What needs to be done:
Each line from the first down to the one containing "command is refused" should be returned exactly as it appears below.
Information shown Start Marker
//! Command executor - validates and dispatches incoming commands

use crate::connection::{Supervisor, SupervisorError};
use bt_client_shared::{Command, CommandError};
use thiserror::Error;
use tracing::{debug, warn};

/// Reasons a command is refused
#[derive(Error, Debug, Clone, PartialEq, Eq)]
pub enum ExecuteError {
    #[error("invalid command: {0}")]
    Command(#[from] CommandError),

    #[error(transparent)]
    Supervisor(#[from] SupervisorError),
}

/// Routes commands to the supervisor
pub struct CommandExecutor {
    supervisor: Supervisor,
}

impl CommandExecutor {
    /// Create a new command executor
    pub fn new(supervisor: Supervisor) -> Self {
        Self { supervisor }
    }

    /// The supervisor commands are routed to
    pub fn supervisor(&self) -> &Supervisor {
        &self.supervisor
    }

    /// Execute a parsed command
    ///
    /// Outcomes other than contract violations surface as events, not errors.
    pub fn execute(&self, command: &Command) -> Result<(), ExecuteError> {
        debug!("Executing command: {}", command.action());

        match command {
            Command::Start => self.supervisor.start(),
            Command::Write(payload) => self.supervisor.write(payload)?,
            Command::Stop => self.supervisor.stop(),
        }
        Ok(())
    }

    /// Parse and execute one command line
    pub fn execute_line(&self, line: &str) -> Result<(), ExecuteError> {
        let command = line.parse::<Command>().map_err(|e| {
            warn!("Rejected command {:?}: {}", line, e);
            e
        })?;
        self.execute(&command)
    }
}

#[cfg(test)]
mod tests {
    use super::*;
    use crate::connection::{Activity, ClientConfig, ClientEvent};
    use crate::transport::memory::MemoryAdapter;
    use crate::transport::LinkAdapter;
    use bt_client_shared::{ConnectionState, ErrorKind};
    use std::sync::Arc;
    use tokio::sync::mpsc;

    fn executor() -> (CommandExecutor, mpsc::UnboundedReceiver<ClientEvent>) {
        let (adapter, _peers) = MemoryAdapter::new();
        let (event_tx, event_rx) = mpsc::unbounded_channel();
        let config = ClientConfig {
            address: "00:11:22:33:44:55".into(),
            ..Default::default()
        };
        let supervisor = Supervisor::new(
            config,
            Some(adapter as Arc<dyn LinkAdapter>),
            Arc::new(event_tx),
        );
        (CommandExecutor::new(supervisor), event_rx)
    }

    #[tokio::test]
    async fn test_unknown_command_rejected() {
        let (executor, _events) = executor();
        assert_eq!(
            executor.execute_line("RECONNECT"),
            Err(ExecuteError::Command(CommandError::Unknown("RECONNECT".into())))
        );
        assert_eq!(
            executor.execute_line(""),
            Err(ExecuteError::Command(CommandError::Empty))
        );
        assert_eq!(executor.supervisor().activity(), Activity::Idle);
    }

    #[tokio::test]
    async fn test_empty_write_never_reaches_supervisor() {
        let (executor, mut events) = executor();
        assert_eq!(
            executor.execute_line("WRITE"),
            Err(ExecuteError::Command(CommandError::EmptyPayload))
        );

        assert_eq!(
            events.try_recv().ok(),
            Some(ClientEvent::Status(ConnectionState::Unstarted))
        );
        assert!(events.try_recv().is_err());
    }

    #[tokio::test]
    async fn test_write_routes_to_supervisor() {
        let (executor, mut events) = executor();
        events.try_recv().ok();

        executor.execute_line("WRITE abcdef").expect("execute");
        assert_eq!(
            events.try_recv().ok(),
            Some(ClientEvent::Error {
                kind: ErrorKind::WriteFailure,
                context: Some("abcdef".into()),
            })
        );
    }

    #[tokio::test]
    async fn test_start_and_stop() {
        let (executor, _events) = executor();

        executor.execute(&Command::Start).expect("start");
        assert_eq!(executor.supervisor().activity(), Activity::Connecting);

        executor.execute(&Command::Stop).expect("stop");
        assert_eq!(executor.supervisor().activity(), Activity::Idle);
        assert_eq!(executor.supervisor().state(), ConnectionState::Stopped);
    }
}
//! Outbound write queue
//!
//! FIFO of pending payloads drained by exactly one writer. Unbounded unless a
//! capacity is configured, in which case a full queue rejects the item instead
//! of blocking the caller.

use bytes::Bytes;
use thiserror::Error;
use tokio::sync::mpsc::{self, error::TrySendError};

/// Items flowing to the writer
#[derive(Debug, Clone, PartialEq, Eq)]
pub enum Outbound {
    /// Bytes to write to the link
    Payload(Bytes),
    /// Ends the writer loop; never written to the link
    Terminate,
}

/// Errors raised when the queue rejects an item
#[derive(Error, Debug, Clone, PartialEq, Eq)]
pub enum QueueError {
    #[error("write queue full (capacity {0})")]
    Full(usize),

    #[error("write queue closed")]
    Closed,

    #[error("payload is empty")]
    EmptyPayload,
}

/// Create a write queue, bounded when `capacity` is set
pub fn write_queue(capacity: Option<usize>) -> (QueueSender, QueueReceiver) {
    match capacity {
        Some(capacity) => {
            let capacity = capacity.max(1);
            let (tx, rx) = mpsc::channel(capacity);
            (
                QueueSender::Bounded { tx, capacity },
                QueueReceiver::Bounded(rx),
            )
        }
        None => {
            let (tx, rx) = mpsc::unbounded_channel();
            (QueueSender::Unbounded(tx), QueueReceiver::Unbounded(rx))
        }
    }
}

/// Producer side of the write queue
#[derive(Debug, Clone)]
pub enum QueueSender {
    Bounded {
        tx: mpsc::Sender<Outbound>,
        capacity: usize,
    },
    Unbounded(mpsc::UnboundedSender<Outbound>),
}

impl QueueSender {
    /// Append an item without waiting
    pub fn push(&self, item: Outbound) -> Result<(), QueueError> {
        match self {
            QueueSender::Bounded { tx, capacity } => tx.try_send(item).map_err(|e| match e {
                TrySendError::Full(_) => QueueError::Full(*capacity),
                TrySendError::Closed(_) => QueueError::Closed,
            }),
            QueueSender::Unbounded(tx) => tx.send(item).map_err(|_| QueueError::Closed),
        }
    }
}

/// Consumer side of the write queue
#[derive(Debug)]
pub enum QueueReceiver {
    Bounded(mpsc::Receiver<Outbound>),
    Unbounded(mpsc::UnboundedReceiver<Outbound>),
}

impl QueueReceiver {
    /// Wait for the next item; `None` once every sender is gone
    pub async fn take(&mut self) -> Option<Outbound> {
        match self {
            QueueReceiver::Bounded(rx) => rx.recv().await,
            QueueReceiver::Unbounded(rx) => rx.recv().await,
        }
    }
}
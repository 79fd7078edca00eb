//! Bluetooth Client Shared Protocol Types
//!
//! This crate provides the wire-level framing, peer address validation,
//! command parsing and connection lifecycle vocabulary used by the client.

pub mod address;
pub mod codec;
pub mod command;
pub mod state_machine;

use std::fmt;

pub use address::{AddressError, PeerAddress};
pub use codec::{Frame, FrameAssembler, FRAME_LEN};
pub use command::{Command, CommandError};
pub use state_machine::{StateTracker, TransitionResult};

/// Serial Port Profile service class UUID (`00001101-0000-1000-8000-00805F9B34FB`)
pub const SERIAL_PORT_SERVICE_UUID: u128 = 0x00001101_0000_1000_8000_00805F9B34FB;

/// Timing parameters for the connection loops
pub mod timing {
    /// Pause between two failed connect attempts in milliseconds
    pub const RETRY_INTERVAL_MS: u64 = 500;
}

/// Lifecycle of the single client connection
#[derive(Debug, Clone, Copy, PartialEq, Eq, Hash)]
pub enum ConnectionState {
    /// Supervisor created, nothing requested yet
    Unstarted,
    /// Connect loop running
    Connecting,
    /// Reader and writer running on a live link
    Connected,
    /// Torn down by an explicit stop
    Stopped,
}

impl fmt::Display for ConnectionState {
    fn fmt(&self, f: &mut fmt::Formatter<'_>) -> fmt::Result {
        let name = match self {
            ConnectionState::Unstarted => "UNSTARTED",
            ConnectionState::Connecting => "CONNECTING",
            ConnectionState::Connected => "CONNECTED",
            ConnectionState::Stopped => "STOPPED",
        };
        f.write_str(name)
    }
}

/// Kinds of error notifications emitted by the client
#[derive(Debug, Clone, Copy, PartialEq, Eq, Hash)]
pub enum ErrorKind {
    /// No transport adapter on this host (fatal)
    Unsupported,
    /// Adapter present but powered off (retried)
    Disabled,
    /// I/O failure on a live or opening link (reconnects)
    Exception,
    /// Write requested while no link is up; context carries the payload
    WriteFailure,
}

impl ErrorKind {
    /// Whether this error ends the owning service
    pub fn is_fatal(&self) -> bool {
        matches!(self, ErrorKind::Unsupported)
    }
}

impl fmt::Display for ErrorKind {
    fn fmt(&self, f: &mut fmt::Formatter<'_>) -> fmt::Result {
        let name = match self {
            ErrorKind::Unsupported => "UNSUPPORTED",
            ErrorKind::Disabled => "DISABLED",
            ErrorKind::Exception => "EXCEPTION",
            ErrorKind::WriteFailure => "WRITE_FAILURE",
        };
        f.write_str(name)
    }
}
Information shown End Marker
Your response:
//! Command executor - validates and dispatches incoming commands

use crate::connection::{Supervisor, SupervisorError};
use bt_client_shared::{Command, CommandError};
use thiserror::Error;
use tracing::{debug, warn};

/// Reasons a command is refused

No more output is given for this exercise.